HC Deb 25 July 1912 vol 41 cc1337-8

asked the Under-Secretary of State for India if he is aware that indentured labourers recruited in India are not informed of the penal code to which they will be subject in order to get the maximum amount of work out of them when once deported from India; and if he will say whether he proposes to take any steps to prevent labourers being recruited under such conditions in future?


If the hon. Member will refer to the Report of the Committee on Emigration from India presented to Parliament in 1910, he will see that emigrants are brought to a magistrate's office, where the emigration agreement is read to them, and, if they assent, is executed. They then proceed from their district to the depot at Calcutta or Madras, where the conditions of service are again explained to them, and they are at liberty to withdraw if they wish. The system of indenture imposes obligations and confers rights both on employer and labourer. The penalties which either employer or labourer incurs for violation of the terms are set out in the agreement which the emigrant signs. The committee were impressed by the independent evidence as to the care and consideration with which employers generally treat their Indian labourers, but made a series of recommendations which are receiving careful consideration. The hon. Member unconsciously suggests a false analogy when he speaks of indentured emigrants as being "deported" from India.


asked the Secretary of State for the Colonies if his attention has been called to the fact that British subjects under the indentured labour system sanctioned and approved of by the Government are bound for long periods, scarcely ever less than five years, during which they cannot voluntarily withdraw and escape the hardships, however intolerable, of their service; and if he proposes to take steps to ameliorate these conditions of labour?

The SECRETARY of STATE for the COLONIES (Mr. Harcourt)

The period of contract of an Indian emigrant who emigrates under the safeguards of the indenture system is five years. I have no reason to believe that such emigrants are subject to hardships, and in this connection I would invite the hon. Member's attention to the conclusion reached by the recent Committee, in Section 402 of their Report, that the Ordinances and the machinery for enforcing them give little ground for adverse criticism. The Protector of Immigrants has ample power to cancel indentures, and would not hesitate to use it if the circumstances required.

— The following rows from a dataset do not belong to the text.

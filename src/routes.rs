use crate::auth::{self, AuthError, SESSION_COOKIE};
use crate::dashboard::{Dashboard, PublicCalendar};
use crate::error::AppError;
use crate::gateway::{self, NewPharmacy, NewShift};
use crate::pages;
use crate::profile::{self, Actor};
use crate::types::{
	DayParam, FormLogin, FormRegister, NewPharmacyForm, NewShiftForm, Pid, ProfileForm, ReturnTo, Sid, Uid,
};
use crate::AppState;
use axum::{
	extract::{FromRequestParts, Path, Query, State},
	http::request::Parts,
	response::{IntoResponse, Redirect, Response},
	routing::{get, post},
	Form, Router,
};
use chrono::NaiveDate;
use maud::Markup;
use tower_cookies::{cookie::SameSite, Cookie, Cookies};
use tracing::warn;

pub fn router() -> Router<AppState> {
	Router::new()
		.route("/", get(display_dashboard))
		.route("/login", get(display_login).post(perform_login))
		.route("/register", post(perform_register))
		.route("/logout", post(perform_logout))
		.route("/profile", post(save_own_profile))
		.route("/pharmacies", post(create_pharmacy))
		.route("/pharmacies/:id/delete", post(delete_pharmacy))
		.route("/shifts", post(create_shift))
		.route("/shifts/:id/book", post(book_shift))
		.route("/shifts/:id/cancel", post(cancel_booking))
		.route("/admin", get(display_admin))
		.route("/admin/profiles/:id", post(save_any_profile))
		.route("/public/:id", get(display_public))
}

/// Identity behind the session cookie. Requests without a live session
/// are sent to the login page.
#[derive(Debug, Clone, Copy)]
pub struct CurrentUser(pub Uid);

#[axum::async_trait]
impl FromRequestParts<AppState> for CurrentUser {
	type Rejection = AppError;

	async fn from_request_parts(parts: &mut Parts, state: &AppState) -> Result<Self, Self::Rejection> {
		let cookies = Cookies::from_request_parts(parts, state)
			.await
			.map_err(|_| AppError::Unauthenticated)?;
		let token = cookies
			.get(SESSION_COOKIE)
			.map(|c| c.value().to_string())
			.ok_or(AppError::Unauthenticated)?;
		let uid = auth::session_identity(&state.db, &token)
			.await?
			.ok_or(AppError::Unauthenticated)?;
		Ok(CurrentUser(uid))
	}
}

async fn actor(state: &AppState, uid: Uid) -> Result<Actor, AppError> {
	Ok(profile::resolve(&state.db, &state.config.admin, uid).await?)
}

fn today() -> NaiveDate {
	chrono::Local::now().date_naive()
}

/// Redirect target from a form's hidden `back` field. Only local paths
/// are followed.
fn back_to(ret: &ReturnTo, fallback: &str) -> Redirect {
	match ret.back.as_deref() {
		Some(path) if path.starts_with('/') && !path.starts_with("//") && !path.starts_with("/\\") => {
			Redirect::to(path)
		}
		_ => Redirect::to(fallback),
	}
}

async fn start_session(state: &AppState, cookies: &Cookies, uid: Uid) -> Result<(), AppError> {
	let token = auth::open_session(&state.db, uid, state.config.session_ttl).await?;
	let cookie = Cookie::build((SESSION_COOKIE, token))
		.path("/")
		.http_only(true)
		.same_site(SameSite::Lax);
	cookies.add(cookie.into());
	Ok(())
}

fn login_failure(err: AuthError) -> Response {
	let err = AppError::from(err);
	(err.status(), pages::login_page(Some(&err.public_message()))).into_response()
}

async fn display_login() -> Markup {
	pages::login_page(None)
}

async fn perform_login(
	State(state): State<AppState>,
	cookies: Cookies,
	Form(login): Form<FormLogin>,
) -> Result<Response, AppError> {
	match auth::login(&state.db, &login).await {
		Ok(uid) => {
			start_session(&state, &cookies, uid).await?;
			Ok(Redirect::to("/").into_response())
		}
		Err(AuthError::InvalidCredentials) => {
			warn!("failed sign in");
			Ok(login_failure(AuthError::InvalidCredentials))
		}
		Err(err) => Err(err.into()),
	}
}

async fn perform_register(
	State(state): State<AppState>,
	cookies: Cookies,
	Form(register): Form<FormRegister>,
) -> Result<Response, AppError> {
	match auth::register(&state.db, &state.config.admin, register).await {
		Ok(uid) => {
			start_session(&state, &cookies, uid).await?;
			Ok(Redirect::to("/").into_response())
		}
		Err(err @ (AuthError::Invalid(_) | AuthError::EmailTaken(_))) => Ok(login_failure(err)),
		Err(err) => Err(err.into()),
	}
}

async fn perform_logout(State(state): State<AppState>, cookies: Cookies) -> Result<Redirect, AppError> {
	if let Some(cookie) = cookies.get(SESSION_COOKIE) {
		auth::close_session(&state.db, cookie.value()).await?;
	}
	cookies.remove(Cookie::build(SESSION_COOKIE).path("/").into());
	Ok(Redirect::to("/login"))
}

async fn display_dashboard(
	State(state): State<AppState>,
	CurrentUser(uid): CurrentUser,
	Query(day): Query<DayParam>,
) -> Result<Markup, AppError> {
	let dash = Dashboard::load(&state.db, &state.config.admin, uid).await?;
	Ok(pages::dashboard_page(&dash, day.day.unwrap_or_else(today)))
}

async fn save_own_profile(
	State(state): State<AppState>,
	CurrentUser(uid): CurrentUser,
	Form(form): Form<ProfileForm>,
) -> Result<Redirect, AppError> {
	let actor = actor(&state, uid).await?;
	gateway::save_profile(&state.db, &actor, uid, form).await?;
	Ok(Redirect::to("/"))
}

async fn create_pharmacy(
	State(state): State<AppState>,
	CurrentUser(uid): CurrentUser,
	Form(form): Form<NewPharmacyForm>,
) -> Result<Redirect, AppError> {
	let actor = actor(&state, uid).await?;
	let new = NewPharmacy::try_from(form)?;
	gateway::create_pharmacy(&state.db, &actor, new).await?;
	Ok(Redirect::to("/"))
}

async fn delete_pharmacy(
	State(state): State<AppState>,
	CurrentUser(uid): CurrentUser,
	Path(pid): Path<Pid>,
	Form(ret): Form<ReturnTo>,
) -> Result<Redirect, AppError> {
	let actor = actor(&state, uid).await?;
	gateway::delete_pharmacy(&state.db, &actor, pid, state.config.pharmacy_deletion).await?;
	Ok(back_to(&ret, "/"))
}

async fn create_shift(
	State(state): State<AppState>,
	CurrentUser(uid): CurrentUser,
	Form(form): Form<NewShiftForm>,
) -> Result<Redirect, AppError> {
	let actor = actor(&state, uid).await?;
	let new = NewShift::try_from(form)?;
	let day = new.date;
	gateway::create_shift(&state.db, &actor, new).await?;
	Ok(Redirect::to(&format!("/?day={day}")))
}

async fn book_shift(
	State(state): State<AppState>,
	CurrentUser(uid): CurrentUser,
	Path(sid): Path<Sid>,
	Form(ret): Form<ReturnTo>,
) -> Result<Redirect, AppError> {
	let actor = actor(&state, uid).await?;
	gateway::book_shift(&state.db, &actor, sid).await?;
	Ok(back_to(&ret, "/"))
}

async fn cancel_booking(
	State(state): State<AppState>,
	CurrentUser(uid): CurrentUser,
	Path(sid): Path<Sid>,
	Form(ret): Form<ReturnTo>,
) -> Result<Redirect, AppError> {
	let actor = actor(&state, uid).await?;
	gateway::cancel_booking(&state.db, &actor, sid).await?;
	Ok(back_to(&ret, "/"))
}

async fn display_admin(State(state): State<AppState>, CurrentUser(uid): CurrentUser) -> Result<Markup, AppError> {
	let dash = Dashboard::load(&state.db, &state.config.admin, uid).await?;
	if !dash.actor.admin {
		warn!(uid, "admin page refused");
		return Err(AppError::AdminOnly);
	}
	Ok(pages::admin_page(&dash))
}

async fn save_any_profile(
	State(state): State<AppState>,
	CurrentUser(uid): CurrentUser,
	Path(target): Path<Uid>,
	Form(form): Form<ProfileForm>,
) -> Result<Redirect, AppError> {
	let actor = actor(&state, uid).await?;
	if !actor.admin {
		warn!(uid, target, "profile edit refused");
		return Err(AppError::AdminRequired("edit profiles from the admin page"));
	}
	gateway::save_profile(&state.db, &actor, target, form).await?;
	Ok(Redirect::to("/admin"))
}

async fn display_public(
	State(state): State<AppState>,
	Path(owner): Path<Uid>,
	Query(day): Query<DayParam>,
) -> Result<Markup, AppError> {
	let cal = PublicCalendar::load(&state.db, owner).await?;
	Ok(pages::public_page(&cal, owner, day.day.unwrap_or_else(today)))
}
use crate::auth::AuthError;
use crate::gateway::GatewayError;
use crate::pages;
use crate::profile::ResolveError;
use axum::http::StatusCode;
use axum::response::{IntoResponse, Redirect, Response};
use thiserror::Error;
use tracing::error;

#[derive(Debug, Error)]
pub enum AppError {
	#[error("not signed in")]
	Unauthenticated,
	#[error("admin only")]
	AdminOnly,
	#[error("only an admin may {0}")]
	AdminRequired(&'static str),
	#[error(transparent)]
	Auth(#[from] AuthError),
	#[error("could not load profile: {0}")]
	Resolve(#[from] ResolveError),
	#[error(transparent)]
	Gateway(#[from] GatewayError),
	#[error("database error: {0}")]
	Db(#[from] sqlx::Error),
}

impl AppError {
	pub fn status(&self) -> StatusCode {
		match self {
			AppError::Unauthenticated => StatusCode::UNAUTHORIZED,
			AppError::AdminOnly | AppError::AdminRequired(_) => StatusCode::FORBIDDEN,
			AppError::Auth(AuthError::InvalidCredentials) => StatusCode::UNAUTHORIZED,
			AppError::Auth(AuthError::EmailTaken(_)) => StatusCode::CONFLICT,
			AppError::Auth(AuthError::Invalid(_)) => StatusCode::UNPROCESSABLE_ENTITY,
			AppError::Auth(AuthError::Hash(_) | AuthError::Db(_)) => StatusCode::INTERNAL_SERVER_ERROR,
			AppError::Resolve(_) | AppError::Db(_) => StatusCode::INTERNAL_SERVER_ERROR,
			AppError::Gateway(e) => match e {
				e if e.is_refusal() => StatusCode::FORBIDDEN,
				GatewayError::PharmacyNotFound(_) | GatewayError::ShiftNotFound(_) | GatewayError::ProfileNotFound(_) => {
					StatusCode::NOT_FOUND
				}
				GatewayError::AlreadyBooked(_) | GatewayError::NotBooked(_) => StatusCode::CONFLICT,
				GatewayError::Invalid(_) => StatusCode::UNPROCESSABLE_ENTITY,
				_ => StatusCode::INTERNAL_SERVER_ERROR,
			},
		}
	}

	/// Text shown to the user. Storage details stay in the log.
	pub fn public_message(&self) -> String {
		match self {
			AppError::Resolve(_) => "Could not load profile.".into(),
			AppError::Db(_)
			| AppError::Auth(AuthError::Db(_) | AuthError::Hash(_))
			| AppError::Gateway(GatewayError::Db(_)) => "Something went wrong. Please try again later.".into(),
			other => other.to_string(),
		}
	}
}

impl IntoResponse for AppError {
	fn into_response(self) -> Response {
		match self {
			AppError::Unauthenticated => return Redirect::to("/login").into_response(),
			AppError::AdminOnly => return Redirect::to("/").into_response(),
			_ => {}
		}
		let status = self.status();
		if status.is_server_error() {
			error!("{self}");
		}
		(status, pages::error_page(status, &self.public_message())).into_response()
	}
}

asked if indentured labour of British subjects under the rules and regulations sanctioned and approved of by the present Government has been and is now being organised for the purpose of supplying labour in places notoriously unhealthy and where free labour refuses to go; and if steps will be taken to prevent such enlistment in future?


I am not aware that indentured labour is being used as suggested by the hon. Member. If he will supply me with information as to any cases I shall be glad to inquire into them.